Dataset entries
______

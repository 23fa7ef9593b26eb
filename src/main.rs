//! Storm Arena headless runner
//!
//! Plays one full match on autopilot at the fixed tick rate and prints a
//! JSON summary. Usage: `storm-arena [settings.json]`

use std::time::{SystemTime, UNIX_EPOCH};

use glam::Vec2;
use serde::Serialize;

use storm_arena::Settings;
use storm_arena::audio::{AudioManager, LogSink};
use storm_arena::consts::SIM_DT_MS;
use storm_arena::render::{Paint, RenderContext, Style, draw_match};
use storm_arena::sim::{GameEvent, GamePhase, MatchOutcome, MatchState, TickInput, tick};

/// Render context that only counts draw calls
#[derive(Debug, Default)]
struct CountingContext {
    draw_calls: u64,
}

impl RenderContext for CountingContext {
    fn draw_circle(&mut self, _center: Vec2, _radius: f32, _paint: Paint, _style: Style) {
        self.draw_calls += 1;
    }

    fn draw_rect(&mut self, _min: Vec2, _size: Vec2, _paint: Paint, _style: Style) {
        self.draw_calls += 1;
    }

    fn draw_line(&mut self, _from: Vec2, _to: Vec2, _paint: Paint, _width: f32) {
        self.draw_calls += 1;
    }
}

#[derive(Debug, Serialize)]
struct Summary {
    seed: u64,
    outcome: Option<MatchOutcome>,
    score: u64,
    ticks: u64,
    match_time_ms: u64,
    player_health: i32,
    bots_remaining: usize,
    players_remaining: usize,
    eliminations: usize,
    shots_fired: usize,
    zone_radius: f32,
    sounds_played: usize,
    draw_calls: u64,
}

fn clock_seed() -> u64 {
    SystemTime::now()
        .duration_since(UNIX_EPOCH)
        .map(|d| d.as_millis() as u64)
        .unwrap_or(0)
}

fn main() {
    env_logger::init();

    let settings = match std::env::args().nth(1) {
        Some(path) => Settings::load_or_default(path),
        None => Settings::default(),
    };
    let seed = settings.seed.unwrap_or_else(clock_seed);
    log::info!(
        "Storm Arena (headless) seed={seed} bots={}",
        settings.bot_count
    );

    let mut state = MatchState::with_bot_count(seed, settings.bot_count);
    state.camera = settings.camera(state.player.pos);

    let mut audio = AudioManager::new(LogSink::default());
    audio.set_master_volume(settings.master_volume);
    audio.set_sfx_volume(settings.sfx_volume);
    audio.set_muted(settings.muted);

    let mut ctx = CountingContext::default();
    let mut eliminations = 0;
    let mut shots_fired = 0;
    let mut step: u64 = 0;

    while state.phase != GamePhase::GameOver && step < settings.max_ticks {
        // Start -> WeaponSelect -> Countdown, then hands off
        let input = TickInput {
            confirm: matches!(state.phase, GamePhase::Start | GamePhase::WeaponSelect),
            autopilot: true,
            ..TickInput::default()
        };
        let now_ms = (step as f64 * SIM_DT_MS).round() as u64;
        let events = tick(&mut state, &input, now_ms);

        for event in &events {
            match event {
                GameEvent::EntityEliminated { .. } => eliminations += 1,
                GameEvent::ShotFired { .. } => shots_fired += 1,
                _ => {}
            }
        }
        audio.play_events(&events);
        let frame = state.snapshot();
        draw_match(&frame, &mut ctx);
        step += 1;
    }

    if state.phase != GamePhase::GameOver {
        log::warn!("Stopped after {step} ticks without a result");
    }

    let summary = Summary {
        seed,
        outcome: state.outcome,
        score: state.score,
        ticks: state.time_ticks,
        match_time_ms: state
            .play_started_ms
            .map_or(0, |start| state.now_ms.saturating_sub(start)),
        player_health: state.player.health,
        bots_remaining: state.alive_bots(),
        players_remaining: state.players_remaining(),
        eliminations,
        shots_fired,
        zone_radius: state.zone.radius,
        sounds_played: audio.sink().played,
        draw_calls: ctx.draw_calls,
    };

    match serde_json::to_string_pretty(&summary) {
        Ok(json) => println!("{json}"),
        Err(e) => log::error!("Failed to encode summary: {e}"),
    }
}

______

**YOUR INSTRUCTIONS**
Every record shown above should be given back exactly.

**EXERCISE SOLUTION**
repository 23fa7ef9593b26eb
filename src/main.rs
//! Storm Arena headless runner
//!
//! Plays one full match on autopilot at the fixed tick rate and prints a
//! JSON summary. Usage: `storm-arena [settings.json]`

use std::time::{SystemTime, UNIX_EPOCH};

use glam::Vec2;
use serde::Serialize;

use storm_arena::Settings;
use storm_arena::audio::{AudioManager, LogSink};
use storm_arena::consts::SIM_DT_MS;
use storm_arena::render::{Paint, RenderContext, Style, draw_match};
use storm_arena::sim::{GameEvent, GamePhase, MatchOutcome, MatchState, TickInput, tick};

/// Render context that only counts draw calls
#[derive(Debug, Default)]
struct CountingContext {
    draw_calls: u64,
}

impl RenderContext for CountingContext {
    fn draw_circle(&mut self, _center: Vec2, _radius: f32, _paint: Paint, _style: Style) {
        self.draw_calls += 1;
    }

    fn draw_rect(&mut self, _min: Vec2, _size: Vec2, _paint: Paint, _style: Style) {
        self.draw_calls += 1;
    }

    fn draw_line(&mut self, _from: Vec2, _to: Vec2, _paint: Paint, _width: f32) {
        self.draw_calls += 1;
    }
}

#[derive(Debug, Serialize)]
struct Summary {
    seed: u64,
    outcome: Option<MatchOutcome>,
    score: u64,
    ticks: u64,
    match_time_ms: u64,
    player_health: i32,
    bots_remaining: usize,
    players_remaining: usize,
    eliminations: usize,
    shots_fired: usize,
    zone_radius: f32,
    sounds_played: usize,
    draw_calls: u64,
}

fn clock_seed() -> u64 {
    SystemTime::now()
        .duration_since(UNIX_EPOCH)
        .map(|d| d.as_millis() as u64)
        .unwrap_or(0)
}

fn main() {
    env_logger::init();

    let settings = match std::env::args().nth(1) {
        Some(path) => Settings::load_or_default(path),
        None => Settings::default(),
    };
    let seed = settings.seed.unwrap_or_else(clock_seed);
    log::info!(
        "Storm Arena (headless) seed={seed} bots={}",
        settings.bot_count
    );

    let mut state = MatchState::with_bot_count(seed, settings.bot_count);
    state.camera = settings.camera(state.player.pos);

    let mut audio = AudioManager::new(LogSink::default());
    audio.set_master_volume(settings.master_volume);
    audio.set_sfx_volume(settings.sfx_volume);
    audio.set_muted(settings.muted);

    let mut ctx = CountingContext::default();
    let mut eliminations = 0;
    let mut shots_fired = 0;
    let mut step: u64 = 0;

    while state.phase != GamePhase::GameOver && step < settings.max_ticks {
        // Start -> WeaponSelect -> Countdown, then hands off
        let input = TickInput {
            confirm: matches!(state.phase, GamePhase::Start | GamePhase::WeaponSelect),
            autopilot: true,
            ..TickInput::default()
        };
        let now_ms = (step as f64 * SIM_DT_MS).round() as u64;
        let events = tick(&mut state, &input, now_ms);

        for event in &events {
            match event {
                GameEvent::EntityEliminated { .. } => eliminations += 1,
                GameEvent::ShotFired { .. } => shots_fired += 1,
                _ => {}
            }
        }
        audio.play_events(&events);
        let frame = state.snapshot();
        draw_match(&frame, &mut ctx);
        step += 1;
    }

    if state.phase != GamePhase::GameOver {
        log::warn!("Stopped after {step} ticks without a result");
    }

    let summary = Summary {
        seed,
        outcome: state.outcome,
        score: state.score,
        ticks: state.time_ticks,
        match_time_ms: state
            .play_started_ms
            .map_or(0, |start| state.now_ms.saturating_sub(start)),
        player_health: state.player.health,
        bots_remaining: state.alive_bots(),
        players_remaining: state.players_remaining(),
        eliminations,
        shots_fired,
        zone_radius: state.zone.radius,
        sounds_played: audio.sink().played,
        draw_calls: ctx.draw_calls,
    };

    match serde_json::to_string_pretty(&summary) {
        Ok(json) => println!("{json}"),
        Err(e) => log::error!("Failed to encode summary: {e}"),
    }
}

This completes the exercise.